- Work to be completed:
Look at each line below and count those with the word "into"; the answer is that number only.

- Supplied information:
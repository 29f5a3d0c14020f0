//! Single WebSocket connection to the ledger node.
//!
//! The `ConnectionManager` is the only holder of the network handle and
//! the only mutator of `ConnectionState`. Every other component reaches
//! the node through it.

use std::time::Duration;

use futures_util::{SinkExt, StreamExt};
use serde::{Deserialize, Serialize};
use serde_json::{json, Value};
use tokio::net::TcpStream;
use tokio_tungstenite::{connect_async, tungstenite::Message, MaybeTlsStream, WebSocketStream};
use tracing::{debug, warn};

use crate::error::ClientError;

/// Lifecycle of the single node connection.
#[derive(Clone, Copy, Debug, Default, PartialEq, Eq, Serialize, Deserialize)]
#[serde(rename_all = "lowercase")]
pub enum ConnectionState {
    #[default]
    Disconnected,
    Connecting,
    Connected,
    Error,
}

/// The node's request/response protocol can fail two ways: the transport
/// broke, or the node answered with an error payload. Callers map these
/// onto the operation-level taxonomy.
#[derive(Debug)]
pub enum RpcError {
    /// Network-level failure (send/receive/timeout/closed).
    Transport(String),
    /// The node processed the request and reported an error code.
    Node(String),
}

impl std::fmt::Display for RpcError {
    fn fmt(&self, f: &mut std::fmt::Formatter<'_>) -> std::fmt::Result {
        match self {
            RpcError::Transport(msg) => write!(f, "transport error: {msg}"),
            RpcError::Node(msg) => write!(f, "node error: {msg}"),
        }
    }
}

type WsStream = WebSocketStream<MaybeTlsStream<TcpStream>>;

/// An open WebSocket session with the node.
///
/// Requests carry a monotonically increasing `id` and a `command`;
/// responses are matched by `id`. Unrelated frames (pings, stray pushes)
/// are skipped.
pub struct NodeHandle {
    ws: WsStream,
    endpoint: String,
    next_id: u64,
    request_timeout: Duration,
}

impl NodeHandle {
    /// Open a WebSocket handle to the given `ws://` endpoint.
    pub async fn open(endpoint: &str, request_timeout: Duration) -> Result<Self, ClientError> {
        let (ws, _response) = tokio::time::timeout(request_timeout, connect_async(endpoint))
            .await
            .map_err(|_| ClientError::Connection(format!("connect timed out: {endpoint}")))?
            .map_err(|e| ClientError::Connection(format!("connect failed: {e}")))?;

        debug!(endpoint, "websocket handle opened");
        Ok(Self {
            ws,
            endpoint: endpoint.to_string(),
            next_id: 1,
            request_timeout,
        })
    }

    pub fn endpoint(&self) -> &str {
        &self.endpoint
    }

    /// Send a command and await the matching response, returning its
    /// `result` payload.
    pub async fn request(&mut self, command: &str, params: Value) -> Result<Value, RpcError> {
        let id = self.next_id;
        self.next_id += 1;

        let mut body = params;
        let obj = body
            .as_object_mut()
            .ok_or_else(|| RpcError::Transport("params must be a JSON object".into()))?;
        obj.insert("id".to_string(), json!(id));
        obj.insert("command".to_string(), json!(command));

        let exchange = async {
            self.ws
                .send(Message::Text(body.to_string()))
                .await
                .map_err(|e| RpcError::Transport(format!("send failed: {e}")))?;

            loop {
                let msg = self
                    .ws
                    .next()
                    .await
                    .ok_or_else(|| RpcError::Transport("connection closed".into()))?
                    .map_err(|e| RpcError::Transport(format!("receive failed: {e}")))?;

                let text = match msg {
                    Message::Text(text) => text,
                    Message::Close(_) => {
                        return Err(RpcError::Transport("connection closed by node".into()))
                    }
                    // Ping/pong and binary frames are not part of the
                    // request/response protocol.
                    _ => continue,
                };

                let value: Value = serde_json::from_str(&text)
                    .map_err(|e| RpcError::Transport(format!("invalid JSON response: {e}")))?;
                if value.get("id").and_then(Value::as_u64) != Some(id) {
                    continue;
                }

                if value.get("status").and_then(Value::as_str) == Some("error") {
                    let err = value
                        .get("error")
                        .and_then(Value::as_str)
                        .unwrap_or("unknown node error");
                    return Err(RpcError::Node(err.to_string()));
                }
                return Ok(value.get("result").cloned().unwrap_or(value));
            }
        };

        tokio::time::timeout(self.request_timeout, exchange)
            .await
            .map_err(|_| RpcError::Transport(format!("request timed out: {command}")))?
    }

    /// Close the WebSocket gracefully. Errors are logged, not surfaced;
    /// the handle is unusable afterwards either way.
    pub async fn close(mut self) {
        if let Err(e) = self.ws.close(None).await {
            debug!(endpoint = %self.endpoint, "close failed: {e}");
        }
    }
}

/// Owner of the single network handle and the connection state machine.
pub struct ConnectionManager {
    state: ConnectionState,
    handle: Option<NodeHandle>,
    request_timeout: Duration,
}

impl ConnectionManager {
    pub fn new(request_timeout: Duration) -> Self {
        Self {
            state: ConnectionState::Disconnected,
            handle: None,
            request_timeout,
        }
    }

    pub fn state(&self) -> ConnectionState {
        self.state
    }

    pub fn is_connected(&self) -> bool {
        self.state == ConnectionState::Connected && self.handle.is_some()
    }

    /// The endpoint of the live handle, if any.
    pub fn endpoint(&self) -> Option<&str> {
        self.handle.as_ref().map(NodeHandle::endpoint)
    }

    /// Establish the single node connection.
    ///
    /// An existing handle is closed first so at most one is ever open.
    /// On failure the state is `Error` and the error is returned.
    pub async fn connect(&mut self, endpoint: &str) -> Result<(), ClientError> {
        if let Some(existing) = self.handle.take() {
            warn!(
                old = existing.endpoint(),
                new = endpoint,
                "replacing existing connection"
            );
            existing.close().await;
        }

        self.state = ConnectionState::Connecting;
        match NodeHandle::open(endpoint, self.request_timeout).await {
            Ok(handle) => {
                self.handle = Some(handle);
                self.state = ConnectionState::Connected;
                Ok(())
            }
            Err(e) => {
                self.state = ConnectionState::Error;
                Err(e)
            }
        }
    }

    /// Release the handle if present. Idempotent; always ends
    /// `Disconnected`.
    pub async fn disconnect(&mut self) {
        if let Some(handle) = self.handle.take() {
            handle.close().await;
        }
        self.state = ConnectionState::Disconnected;
    }

    /// Borrow the live handle, or fail with `NotReady`.
    pub fn handle_mut(&mut self) -> Result<&mut NodeHandle, ClientError> {
        if self.state != ConnectionState::Connected {
            return Err(ClientError::NotReady("not connected to a node"));
        }
        self.handle
            .as_mut()
            .ok_or(ClientError::NotReady("not connected to a node"))
    }
}

#[cfg(test)]
mod tests {
    use super::*;

    #[test]
    fn starts_disconnected() {
        let mgr = ConnectionManager::new(Duration::from_secs(5));
        assert_eq!(mgr.state(), ConnectionState::Disconnected);
        assert!(!mgr.is_connected());
        assert!(mgr.endpoint().is_none());
    }

    #[tokio::test]
    async fn connect_refusal_sets_error_state() {
        let mut mgr = ConnectionManager::new(Duration::from_secs(2));
        let result = mgr.connect("ws://127.0.0.1:1").await;
        assert!(matches!(result, Err(ClientError::Connection(_))));
        assert_eq!(mgr.state(), ConnectionState::Error);
        assert!(mgr.handle_mut().is_err());
    }

    #[tokio::test]
    async fn disconnect_is_idempotent() {
        let mut mgr = ConnectionManager::new(Duration::from_secs(2));
        mgr.disconnect().await;
        mgr.disconnect().await;
        assert_eq!(mgr.state(), ConnectionState::Disconnected);
    }

    #[test]
    fn state_serializes_lowercase() {
        let json = serde_json::to_string(&ConnectionState::Connected).unwrap();
        assert_eq!(json, "\"connected\"");
    }
}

- Reply to the exercise:
3